As per JF132's answer to Conservation of the axial current using Dirac equations of motion,

"since the gamma matrices $\gamma^\mu$ are $4\times 4$ matrices, and the conjugate Dirac spinors $\bar{\psi}$ are a $1\times 4$ row vectors, the following are not equivalent because of the rules of matrix multiplication,"

$$ \begin{align} i\partial_\mu\bar{\psi}\gamma^\mu+m\bar{\psi} &=0 \\ i\gamma^\mu\partial_\mu\bar{\psi}+m\bar{\psi} &=0 \\ (i\gamma^\mu \partial_\mu + m)\bar{\psi} &= 0 \end{align} $$

My confusion is regarding how the partial derivative works here. It seems to me that $\partial_\mu \bar{\psi}$ is a scalar, and so I'm free to multiply $\gamma^\mu$ on the right instead of on the left if I want.
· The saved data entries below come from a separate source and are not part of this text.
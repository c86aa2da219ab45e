//! Runtime types.

use std::fmt;
use std::path::PathBuf;
use std::str::FromStr;

use serde::Serialize;
use textlens_annotate::{Entity, Sentiment};
use textlens_core::Outcome;
use textlens_resolve::Candidate;

/// Which agent implementation answers a query.
#[derive(Debug, Clone, Copy, Default, PartialEq, Eq, Serialize)]
#[serde(rename_all = "lowercase")]
pub enum AgentMode {
    /// Retrieve, analyze, then summarize the summaries.
    Simple,
    /// Staged run over an [`AgentState`] with memory blending, model
    /// synthesis and run persistence.
    #[default]
    Graph,
}

impl FromStr for AgentMode {
    type Err = String;

    fn from_str(s: &str) -> Result<Self, Self::Err> {
        match s.trim().to_ascii_lowercase().as_str() {
            "simple" => Ok(Self::Simple),
            "graph" | "langgraph" => Ok(Self::Graph),
            other => Err(format!("unknown agent mode '{}' (expected simple or graph)", other)),
        }
    }
}

impl fmt::Display for AgentMode {
    fn fmt(&self, f: &mut fmt::Formatter<'_>) -> fmt::Result {
        match self {
            Self::Simple => write!(f, "simple"),
            Self::Graph => write!(f, "graph"),
        }
    }
}

/// Annotations of one text.
#[derive(Debug, Clone, PartialEq, Serialize)]
pub struct Analysis {
    pub text: String,
    #[serde(skip_serializing_if = "Option::is_none")]
    pub row_index: Option<usize>,
    pub entities: Outcome<Vec<Entity>>,
    pub sentiment: Outcome<Sentiment>,
    pub summary: String,
}

/// Final agent output.
#[derive(Debug, Clone, PartialEq, Serialize)]
pub struct AgentAnswer {
    pub query: String,
    pub answer: String,
    pub support: Vec<Analysis>,
}

/// Stages of the graph agent, run in declaration order.
#[derive(Debug, Clone, Copy, PartialEq, Eq)]
pub enum AgentStage {
    Retrieve,
    Analyze,
    Synthesize,
}

impl AgentStage {
    pub const ORDER: [AgentStage; 3] = [Self::Retrieve, Self::Analyze, Self::Synthesize];
}

/// State threaded through the graph agent's stages.
#[derive(Debug, Clone, Default)]
pub struct AgentState {
    pub query: String,
    pub candidates: Vec<Candidate>,
    pub analyses: Vec<Analysis>,
    pub answer: String,
}

impl AgentState {
    pub fn new(query: impl Into<String>) -> Self {
        Self {
            query: query.into(),
            ..Self::default()
        }
    }

    pub fn into_answer(self) -> AgentAnswer {
        AgentAnswer {
            query: self.query,
            answer: self.answer,
            support: self.analyses,
        }
    }
}

/// What a pipeline run produced.
#[derive(Debug, Clone, Serialize)]
pub struct PipelineReport {
    pub rows: usize,
    /// Rows whose entity or sentiment call failed.
    pub failed_annotations: usize,
    pub results_path: PathBuf,
    pub eda_path: PathBuf,
    pub log_path: PathBuf,
}

/// What the memory setup verb did.
#[derive(Debug, Clone, Default, Serialize)]
pub struct MemorySetupReport {
    /// Texts written to the vector memory, when the index was built.
    pub indexed: Option<usize>,
    /// Run log that was ensured, if any.
    pub run_log: Option<String>,
}
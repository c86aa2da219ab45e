//! Plain-text exploratory summary of a cleaned dataset.

use textlens_core::Record;

const SAMPLE_COUNT: usize = 5;
const SAMPLE_CHARS: usize = 160;

/// Row count, length statistics and the first few samples.
///
/// Lengths are measured in characters.
pub fn eda_summary(records: &[Record]) -> String {
    let mut lengths: Vec<f64> = records
        .iter()
        .map(|r| r.text.chars().count() as f64)
        .collect();
    lengths.sort_by(|a, b| a.partial_cmp(b).unwrap_or(std::cmp::Ordering::Equal));

    let mean = if lengths.is_empty() {
        f64::NAN
    } else {
        lengths.iter().sum::<f64>() / lengths.len() as f64
    };
    let nulls = records.iter().filter(|r| r.text.is_empty()).count();

    let mut lines = vec![
        format!("Rows: {}", records.len()),
        format!("Avg length: {:.1}", mean),
        format!("Median length: {:.1}", quantile(&lengths, 0.5)),
        format!("95th pct length: {:.1}", quantile(&lengths, 0.95)),
        format!("Nulls in text col: {}", nulls),
        "Top 5 samples:".to_string(),
    ];

    for (i, record) in records.iter().take(SAMPLE_COUNT).enumerate() {
        let sample: String = record
            .text
            .replace('\n', " ")
            .chars()
            .take(SAMPLE_CHARS)
            .collect();
        let suffix = if sample.chars().count() == SAMPLE_CHARS {
            "..."
        } else {
            ""
        };
        lines.push(format!("{}. {}{}", i + 1, sample, suffix));
    }
    lines.join("\n")
}

/// Linear-interpolated quantile of sorted values; NaN when empty.
fn quantile(sorted: &[f64], q: f64) -> f64 {
    match sorted.len() {
        0 => f64::NAN,
        1 => sorted[0],
        n => {
            let pos = q * (n - 1) as f64;
            let lo = pos.floor() as usize;
            let hi = pos.ceil() as usize;
            sorted[lo] + (sorted[hi] - sorted[lo]) * (pos - lo as f64)
        }
    }
}
//! Tagged result of a fallible external operation.
//!
//! Annotation calls go to services that fail routinely in partially
//! configured environments. Instead of swallowing those failures, callers
//! wrap them in an [`Outcome`] and decide per call site whether the failure
//! becomes an error marker (kept in the output) or triggers a fallback.

use std::fmt::Display;

use serde::{Deserialize, Serialize};

/// Either the value produced by an external call or the reason it failed.
///
/// Serializes as the bare value on success and as `{"error": "..."}` on
/// failure, which is the shape written into result files.
#[derive(Debug, Clone, PartialEq, Serialize, Deserialize)]
#[serde(untagged)]
pub enum Outcome<T> {
    Failed { error: String },
    Done(T),
}

impl<T> Outcome<T> {
    pub fn failed(reason: impl Into<String>) -> Self {
        Self::Failed {
            error: reason.into(),
        }
    }

    pub fn is_failed(&self) -> bool {
        matches!(self, Self::Failed { .. })
    }

    pub fn error(&self) -> Option<&str> {
        match self {
            Self::Failed { error } => Some(error),
            Self::Done(_) => None,
        }
    }
}

impl<T, E: Display> From<std::result::Result<T, E>> for Outcome<T> {
    fn from(result: std::result::Result<T, E>) -> Self {
        match result {
            Ok(v) => Self::Done(v),
            Err(e) => Self::Failed {
                error: e.to_string(),
            },
        }
    }
}

#[cfg(test)]
mod tests {
    use super::*;
    use crate::Error;

    #[test]
    fn test_failure_serializes_as_error_marker() {
        let outcome: Outcome<Vec<String>> =
            Err::<Vec<String>, _>(Error::Annotation("quota exceeded".into())).into();
        assert!(outcome.is_failed());
        let json = serde_json::to_value(&outcome).unwrap();
        assert_eq!(
            json,
            serde_json::json!({"error": "Annotation error: quota exceeded"})
        );
    }

    #[test]
    fn test_success_serializes_as_value() {
        let outcome: Outcome<Vec<String>> = Ok::<_, Error>(vec!["Paris".to_string()]).into();
        assert!(!outcome.is_failed());
        let json = serde_json::to_value(&outcome).unwrap();
        assert_eq!(json, serde_json::json!(["Paris"]));
    }

    #[test]
    fn test_roundtrip_failed_marker() {
        let parsed: Outcome<Vec<String>> =
            serde_json::from_str(r#"{"error":"no key"}"#).unwrap();
        assert_eq!(parsed.error(), Some("no key"));
    }
}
What is the flaw in my understanding?

Answer 1

Working out all the indices, the partial derivative has one Lorentz index $\mu$ and a Dirac index (spinor index) $a$ so that $$\partial_\mu \bar{\psi} \equiv \partial_\mu\bar{\psi}_a$$ So this quantity is not a Lorentz scalar, neither a Dirac scalar. The gamma matrices have also two Dirac indices $$\gamma^\mu \equiv \left(\gamma^\mu\right)^a_{\;b}$$ so you need to be careful on how you move things.